Our research methods include using sensitive analytical techniques, developing experimental methods to investigate chemical transformations, and partnering on pilot-scale projects to advance sustainable technologies for cities and communities.

---

Current Projects

Trace contaminant fate in stormwater bioretention cells. In urban areas, stormwater runoff transports contaminants from roads and buildings to nearby aquatic ecosystems. The resulting mixture of chemical contaminants includes transformation products with poorly understood occurrence and fate that may contribute to urban runoff toxicity (e.g., the tire rubber-derived 6PPD-quinone, which is acutely toxic to coho salmon).

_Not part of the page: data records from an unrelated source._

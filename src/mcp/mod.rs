//! Model Context Protocol (MCP) server implementation.
//!
//! This module implements the MCP specification for exposing incident.io
//! alerting as a tool to AI assistants. The server communicates over stdio
//! transport using JSON-RPC 2.0 messages.
//!
//! # Architecture
//!
//! ```text
//! ┌──────────────────────────────────────────────────────────────┐
//! │                          MCP Server                          │
//! │                                                              │
//! │  ┌───────────┐   ┌────────────┐   ┌─────────┐   ┌─────────┐  │
//! │  │ Transport │──▶│ Dispatcher │──▶│  Tools  │──▶│  Alert  │  │
//! │  │  (stdio)  │   │  (routes)  │   │         │   │  Sink   │  │
//! │  └───────────┘   └────────────┘   └─────────┘   └─────────┘  │
//! │        ▲               │  │                                  │
//! │        │               ▼  ▼                                  │
//! │        │        ┌─────────┐ ┌─────────┐                      │
//! │        └────────│ Session │ │ Catalog │                      │
//! │    responses    └─────────┘ └─────────┘                      │
//! └──────────────────────────────────────────────────────────────┘
//! ```
//!
//! # Protocol Version
//!
//! This implementation targets MCP protocol version 2024-11-05.

pub mod catalog;
pub mod dispatcher;
pub mod protocol;
pub mod server;
pub mod session;
pub mod tools;
pub mod transport;

pub use catalog::{ToolCatalog, ToolDescriptor};
pub use dispatcher::Dispatcher;
pub use protocol::{ErrorCode, Request, RequestId, Response, RpcError, MCP_PROTOCOL_VERSION};
pub use server::McpServer;
pub use session::{Session, SessionState};
pub use transport::{LineTransport, StdioTransport};
//! Tool implementations behind `tools/call`.

use std::sync::Arc;

use async_trait::async_trait;
use serde::{Deserialize, Serialize};
use serde_json::{Map, Value};

use crate::alert::{AlertPayload, AlertSink, AlertStatus};
use crate::mcp::catalog::SEND_ALERT;
use crate::mcp::protocol::RpcError;

/// Content item in a tool call response.
#[derive(Debug, Clone, PartialEq, Eq, Serialize)]
#[serde(tag = "type", rename_all = "lowercase")]
pub enum ToolContent {
    /// Text content.
    Text {
        /// The text content.
        text: String,
    },
}

/// Result of a tool call.
#[derive(Debug, Clone, PartialEq, Eq, Serialize)]
pub struct ToolCallResult {
    /// Content returned by the tool.
    pub content: Vec<ToolContent>,
}

impl ToolCallResult {
    /// Creates a successful text result.
    #[must_use]
    pub fn text(text: impl Into<String>) -> Self {
        Self {
            content: vec![ToolContent::Text { text: text.into() }],
        }
    }
}

/// A callable tool.
#[async_trait]
pub trait Tool: Send + Sync {
    /// Name under which the tool is declared in the catalog.
    fn name(&self) -> &'static str;

    /// Runs the tool with raw, not yet decoded, arguments.
    async fn call(&self, arguments: Value) -> Result<ToolCallResult, RpcError>;
}

/// Arguments accepted by `send_alert`.
#[derive(Debug, Clone, Deserialize)]
pub struct SendAlertArgs {
    /// Alert title (required, non-empty).
    pub title: String,
    /// Optional description.
    #[serde(default)]
    pub description: Option<String>,
    /// Deduplication key (required, non-empty).
    pub deduplication_key: String,
    /// Status; `firing` when absent.
    #[serde(default)]
    pub status: Option<AlertStatus>,
    /// Open key/value metadata.
    #[serde(default)]
    pub metadata: Option<Map<String, Value>>,
}

impl SendAlertArgs {
    /// Decodes and checks raw arguments.
    ///
    /// # Errors
    ///
    /// Returns an invalid-params error if the arguments do not fit the schema.
    pub fn decode(arguments: Value) -> Result<Self, RpcError> {
        let args: Self = serde_json::from_value(arguments).map_err(|e| {
            RpcError::invalid_params(format!("Invalid arguments for {SEND_ALERT}: {e}"))
        })?;

        if args.title.trim().is_empty() {
            return Err(RpcError::invalid_params(format!(
                "Invalid arguments for {SEND_ALERT}: title must not be empty"
            )));
        }
        if args.deduplication_key.trim().is_empty() {
            return Err(RpcError::invalid_params(format!(
                "Invalid arguments for {SEND_ALERT}: deduplication_key must not be empty"
            )));
        }

        Ok(args)
    }

    /// Converts into the sink payload, applying the default status.
    #[must_use]
    pub fn into_payload(self) -> AlertPayload {
        AlertPayload {
            title: self.title,
            description: self.description,
            deduplication_key: self.deduplication_key,
            status: self.status.unwrap_or_default(),
            metadata: self.metadata,
        }
    }
}

/// Delivers alerts through an [`AlertSink`].
pub struct SendAlertTool {
    sink: Arc<dyn AlertSink>,
}

impl SendAlertTool {
    /// Creates the tool around a sink.
    #[must_use]
    pub fn new(sink: Arc<dyn AlertSink>) -> Self {
        Self { sink }
    }
}

#[async_trait]
impl Tool for SendAlertTool {
    fn name(&self) -> &'static str {
        SEND_ALERT
    }

    async fn call(&self, arguments: Value) -> Result<ToolCallResult, RpcError> {
        let payload = SendAlertArgs::decode(arguments)?.into_payload();

        if let Err(e) = self.sink.send(&payload).await {
            tracing::error!(
                error = %e,
                deduplication_key = %payload.deduplication_key,
                "Failed to send alert"
            );
            return Err(RpcError::internal_error(format!("Failed to send alert: {e}")));
        }

        tracing::info!(
            title = %payload.title,
            deduplication_key = %payload.deduplication_key,
            status = %payload.status,
            "Alert sent"
        );

        Ok(ToolCallResult::text(format!(
            "Alert sent successfully: {} (key: {}, status: {})",
            payload.title, payload.deduplication_key, payload.status
        )))
    }
}

#[cfg(test)]
mod tests {
    use std::sync::Mutex;

    use serde_json::json;

    use super::*;
    use crate::error::AlertError;
    use crate::mcp::protocol::ErrorCode;

    #[derive(Default)]
    struct RecordingSink {
        sent: Mutex<Vec<AlertPayload>>,
    }

    #[async_trait]
    impl AlertSink for RecordingSink {
        async fn send(&self, payload: &AlertPayload) -> Result<(), AlertError> {
            self.sent.lock().unwrap().push(payload.clone());
            Ok(())
        }
    }

    struct RejectingSink;

    #[async_trait]
    impl AlertSink for RejectingSink {
        async fn send(&self, _payload: &AlertPayload) -> Result<(), AlertError> {
            Err(AlertError::UnexpectedStatus { status: 401 })
        }
    }

    #[test]
    fn tool_call_result_text() {
        let result = ToolCallResult::text("Hello, world!");
        assert_eq!(result.content.len(), 1);

        match &result.content[0] {
            ToolContent::Text { text } => assert_eq!(text, "Hello, world!"),
        }
        assert_eq!(
            serde_json::to_value(&result).unwrap(),
            json!({"content": [{"type": "text", "text": "Hello, world!"}]})
        );
    }

    #[test]
    fn decode_applies_default_status() {
        let args = SendAlertArgs::decode(json!({"title": "t", "deduplication_key": "k"})).unwrap();
        assert_eq!(args.into_payload().status, AlertStatus::Firing);
    }

    #[test]
    fn decode_rejects_blank_title() {
        let err = SendAlertArgs::decode(json!({"title": "  ", "deduplication_key": "k"}))
            .unwrap_err();
        assert_eq!(err.code, ErrorCode::InvalidParams.code());
        assert!(err.message.contains("title"));
    }

    #[test]
    fn decode_rejects_unknown_status() {
        let err = SendAlertArgs::decode(
            json!({"title": "t", "deduplication_key": "k", "status": "acknowledged"}),
        )
        .unwrap_err();
        assert_eq!(err.code, ErrorCode::InvalidParams.code());
        assert!(err.message.contains("acknowledged"));
    }

    #[test]
    fn decode_rejects_non_object_metadata() {
        let err = SendAlertArgs::decode(
            json!({"title": "t", "deduplication_key": "k", "metadata": [1, 2]}),
        )
        .unwrap_err();
        assert_eq!(err.code, ErrorCode::InvalidParams.code());
    }

    #[tokio::test]
    async fn send_alert_forwards_payload() {
        let sink = Arc::new(RecordingSink::default());
        let tool = SendAlertTool::new(sink.clone());

        let result = tool
            .call(json!({
                "title": "Disk full",
                "description": "/var at 100%",
                "deduplication_key": "disk-var",
                "status": "resolved",
                "metadata": {"host": "db-01", "pct": 100}
            }))
            .await
            .unwrap();

        let sent = sink.sent.lock().unwrap();
        assert_eq!(sent.len(), 1);
        assert_eq!(sent[0].status, AlertStatus::Resolved);
        assert_eq!(sent[0].description.as_deref(), Some("/var at 100%"));
        assert_eq!(sent[0].metadata.as_ref().unwrap()["host"], "db-01");
        assert_eq!(
            result,
            ToolCallResult::text(
                "Alert sent successfully: Disk full (key: disk-var, status: resolved)"
            )
        );
    }

    #[tokio::test]
    async fn sink_failure_is_internal_error() {
        let tool = SendAlertTool::new(Arc::new(RejectingSink));

        let err = tool
            .call(json!({"title": "t", "deduplication_key": "k"}))
            .await
            .unwrap_err();

        assert_eq!(err.code, ErrorCode::InternalError.code());
        assert_eq!(err.message, "Failed to send alert: unexpected status code: 401");
    }
}
//! JSON telemetry over MQTT.

use alloc::vec::Vec;
use core::fmt;

use log::{error, info};
use serde::Serialize;

use crate::clock::Timestamp;
use crate::connectivity::MqttSession;
use crate::reading::Reading;

/// Largest payload the broker session is sized for.
pub const MAX_PAYLOAD_LEN: usize = 1024;

/// Wire shape of one telemetry document. Field order is the JSON key order.
#[derive(Debug, Serialize)]
pub struct TelemetryMessage<'a> {
    pub timestamp: &'a str,
    pub temperature: f32,
    pub pressure: f32,
    pub humidity: f32,
}

impl<'a> TelemetryMessage<'a> {
    pub fn new(reading: &Reading, timestamp: &'a Timestamp) -> Self {
        Self {
            timestamp: timestamp.as_str(),
            temperature: reading.temperature,
            pressure: reading.pressure,
            humidity: reading.humidity,
        }
    }

    /// Serializes the message, refusing anything over [`MAX_PAYLOAD_LEN`].
    pub fn to_payload(&self) -> Result<Vec<u8>, PublishError> {
        let payload = serde_json::to_vec(self).map_err(|_| PublishError::Serialize)?;
        if payload.len() > MAX_PAYLOAD_LEN {
            return Err(PublishError::PayloadTooLarge { len: payload.len() });
        }
        Ok(payload)
    }
}

#[derive(Debug)]
pub enum PublishError {
    Serialize,
    PayloadTooLarge { len: usize },
    /// The MQTT client rejected the message.
    Transport(anyhow::Error),
}

impl fmt::Display for PublishError {
    fn fmt(&self, f: &mut fmt::Formatter<'_>) -> fmt::Result {
        match self {
            Self::Serialize => write!(f, "failed to serialize telemetry"),
            Self::PayloadTooLarge { len } => {
                write!(f, "payload of {} bytes exceeds {} bytes", len, MAX_PAYLOAD_LEN)
            }
            Self::Transport(e) => write!(f, "publish failed: {:#}", e),
        }
    }
}

impl core::error::Error for PublishError {}

pub struct TelemetryPublisher {
    topic: &'static str,
}

impl TelemetryPublisher {
    pub fn new(topic: &'static str) -> Self {
        Self { topic }
    }

    pub fn topic(&self) -> &'static str {
        self.topic
    }

    /// Publishes one reading. Failures are reported, never retried here.
    pub fn publish<S: MqttSession>(
        &self,
        session: &mut S,
        reading: &Reading,
        timestamp: &Timestamp,
    ) -> Result<(), PublishError> {
        let payload = match TelemetryMessage::new(reading, timestamp).to_payload() {
            Ok(payload) => payload,
            Err(e) => {
                error!("Message not published: {}", e);
                return Err(e);
            }
        };

        info!("Publishing: {}", core::str::from_utf8(&payload).unwrap_or("<non-utf8>"));

        match session.publish(self.topic, &payload) {
            Ok(()) => {
                info!("Message published successfully");
                Ok(())
            }
            Err(e) => {
                error!("Message publish failed: {:#}", e);
                Err(PublishError::Transport(e))
            }
        }
    }
}
#![cfg_attr(target_os = "espidf", no_std, no_main)]

#[cfg(target_os = "espidf")]
mod firmware {
    use anyhow::Result;
    use esp_idf_hal::{
        delay::FreeRtos,
        gpio::{IOPin, PinDriver},
        i2c::{I2cConfig, I2cDriver},
        peripherals::Peripherals,
        prelude::*,
    };
    use esp_idf_svc::{
        eventloop::EspSystemEventLoop,
        nvs::EspDefaultNvsPartition,
        wifi::{BlockingWifi, EspWifi},
    };
    use log::{error, warn};

    use climate_node::config::CONFIG;
    use climate_node::esp::{self, Bmp280, Dht, EspWifiLink, SntpClock, TlsMqttClient};
    use climate_node::station;
    use climate_node::{Connectivity, Environment, Station, TelemetryPublisher, TimeSync};

    #[no_mangle]
    fn main() -> i32 {
        esp_idf_sys::link_patches();
        esp_idf_svc::log::EspLogger::initialize_default();

        if let Err(e) = run() {
            if !station::is_reported(&e) {
                error!("Startup failed: {:?}", e);
            }
        }
        esp::halt()
    }

    fn run() -> Result<()> {
        for key in CONFIG.missing() {
            warn!("cfg.toml: `{}` is empty", key);
        }

        let peripherals = Peripherals::take()?;
        let sys_loop = EspSystemEventLoop::take()?;
        let nvs = EspDefaultNvsPartition::take()?;
        let wifi = BlockingWifi::wrap(
            EspWifi::new(peripherals.modem, sys_loop.clone(), Some(nvs))?,
            sys_loop,
        )?;

        let sda = peripherals.pins.gpio8;
        let scl = peripherals.pins.gpio9;
        let i2c = I2cDriver::new(
            peripherals.i2c0,
            sda,
            scl,
            &I2cConfig::new().baudrate(100.kHz().into()),
        )?;
        let dht_pin = PinDriver::input_output_od(peripherals.pins.gpio4.downgrade())?;

        let sensors = Environment::new(Bmp280::new(i2c), Dht::new(dht_pin, CONFIG.dht()));
        let link = Connectivity::new(
            EspWifiLink::new(wifi),
            TlsMqttClient::new(),
            CONFIG.wifi(),
            CONFIG.broker(),
        );
        let mut station = Station::new(
            sensors,
            link,
            TimeSync::new(SntpClock::new()),
            TelemetryPublisher::new(CONFIG.mqtt_topic),
            CONFIG.time(),
        );

        let mut delay = FreeRtos;
        station.boot(&mut delay)?;
        station.run(&mut delay)
    }
}

#[cfg(not(target_os = "espidf"))]
fn main() {
    eprintln!("climate-node only runs on ESP-IDF targets; use `cargo test --lib` on the host");
}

Green infrastructure, including constructed wetlands and bioretention cells, are increasingly used to reduce flooding during storm events, but they are currently not capable of removing toxic and relatively hydrophilic trace organic contaminants. Our group is investigating the occurrence of transformation products in urban stormwater, their fate in bioretention systems, and opportunities to amend green infrastructure systems to enhance removal of trace organic contaminants.

Formation of toxic byproducts via reactive nitrogen species. Reactive nitrogen species (RNS) react with organic compounds to form nitrated and nitrosated byproducts that are often more toxic than the parent compounds. RNS formation occurs in sunlit surface waters and in water treatment systems using UV light. We are investigating the role of RNS in contaminant transformations and formation of nitrated and nitrosated byproducts. See our recent review on this topic here!

Endocrine disrupting compounds in the Strait of Georgia. Endocrine disrupting chemicals (EDCs) comprise a class of emerging contaminants that includes naturally-occurring and synthetic chemicals that interfere with hormone systems. Complex mixtures of EDCs occur in wastewater treatment plant effluent and have the potential to adversely affect aquatic ecosystems. Our group is partnering with collaborators in oceanography and environmental microbiology to assess the impacts of EDCs in the Strait of Georgia by pairing bioassays with suspect screening approaches using high resolution mass spectrometry.